Rumänien
Ein Land im Aufbruch
Rumänien ist seit 1.1.2007 Mitglied der Europäischen Union.
Dennoch blüht die Schattenwirtschaft, der Anteil wird auf etwa 40% geschätzt. Die Menschen sind gezwungen dazuzuverdienen. Das Sozialsystem entwickelt sich nur schleppend. Das Durchschnittseinkommen lag 2007 bei etwa 350 EUR pro Monat, die Minimallöhne bei 115 EUR (2008). Damit ist auch klar, warum trotz einer niedrigen Arbeitslosenrate (etwa 4,3%) fast die Hälfte der Bevölkerung (rund 40%) laut einer Studie der Weltbank in Armut lebt.

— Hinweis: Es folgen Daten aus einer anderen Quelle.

//! OpenAI-compatible chat-completions backend.

use async_trait::async_trait;
use serde_json::{json, Value};

use crate::backend::{CompletionBackend, CompletionRequest, ModelOutput};
use crate::error::BackendError;

/// Default API base for the hosted OpenAI endpoint.
pub const DEFAULT_BASE_URL: &str = "https://api.openai.com/v1";

/// Backend that calls an OpenAI-compatible `POST /chat/completions` endpoint.
///
/// The instruction travels as the system message and the description as the
/// user message. Structured output is requested via `response_format` with
/// the AppSpec schema, so conforming upstreams constrain generation to it.
/// The credential and model identifier are supplied at construction and
/// shared across requests.
pub struct OpenAiBackend {
    http: reqwest::Client,
    base_url: String,
    api_key: String,
    model: String,
}

impl OpenAiBackend {
    /// Creates a backend for the given endpoint, credential, and model.
    #[must_use]
    pub fn new(
        base_url: impl Into<String>,
        api_key: impl Into<String>,
        model: impl Into<String>,
    ) -> Self {
        let base_url: String = base_url.into();
        Self {
            http: reqwest::Client::new(),
            base_url: base_url.trim_end_matches('/').to_string(),
            api_key: api_key.into(),
            model: model.into(),
        }
    }

    fn request_body(&self, request: &CompletionRequest) -> Value {
        json!({
            "model": self.model,
            "messages": [
                {"role": "system", "content": request.instructions},
                {"role": "user", "content": request.input},
            ],
            "max_tokens": request.max_output_tokens,
            "response_format": {
                "type": "json_schema",
                "json_schema": {
                    "name": request.schema_name,
                    "schema": request.schema,
                },
            },
        })
    }

    /// Pulls the assistant text out of a chat-completions response body.
    fn message_content(body: &Value) -> Option<&str> {
        body.get("choices")?
            .get(0)?
            .get("message")?
            .get("content")?
            .as_str()
    }
}

#[async_trait]
impl CompletionBackend for OpenAiBackend {
    async fn complete(&self, request: &CompletionRequest) -> Result<ModelOutput, BackendError> {
        let url = format!("{}/chat/completions", self.base_url);
        tracing::debug!(
            model = %self.model,
            input_chars = request.input.chars().count(),
            "issuing completion request"
        );

        let response = self
            .http
            .post(&url)
            .bearer_auth(&self.api_key)
            .json(&self.request_body(request))
            .send()
            .await
            .map_err(|e| BackendError {
                message: format!("request failed: {e}"),
                raw_response: None,
            })?;

        let status = response.status();
        let text = response.text().await.map_err(|e| BackendError {
            message: format!("unreadable response body: {e}"),
            raw_response: None,
        })?;

        // Keep whatever the upstream sent, JSON or not, for diagnosis.
        let body = match serde_json::from_str::<Value>(&text) {
            Ok(value) => value,
            Err(_) => Value::String(text),
        };

        if !status.is_success() {
            let message = body
                .pointer("/error/message")
                .and_then(Value::as_str)
                .unwrap_or("upstream returned an error status")
                .to_string();
            return Err(BackendError {
                message: format!("{status}: {message}"),
                raw_response: Some(body),
            });
        }

        let Some(content) = Self::message_content(&body) else {
            return Err(BackendError {
                message: "response carried no message content".to_string(),
                raw_response: Some(body),
            });
        };

        // Structured-output mode still delivers text. A clean parse is the
        // pre-parsed payload; anything else goes to recovery as-is.
        match serde_json::from_str::<Value>(content) {
            Ok(value) => Ok(ModelOutput::Parsed(value)),
            Err(_) => Ok(ModelOutput::Raw(content.to_string())),
        }
    }
}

Die Preisexplosion bei Lebensmitteln und Energiekosten trifft die Menschen in Osteuropa besonders hart und die Kleingärten und die Kleintierhaltung, die fast jeder am Land und in der Stadt betreibt, stellen eine wichtige Versorgungsquelle dar.
Viele junge Rumänier wandern auf der Suche nach Arbeit in die Städte oder in den Westen ab. Am Land bleiben Kinder und alte Leute zurück. Besonders schlimm ist die soziale Situation der Landbevölkerung und der älteren Bevölkerung.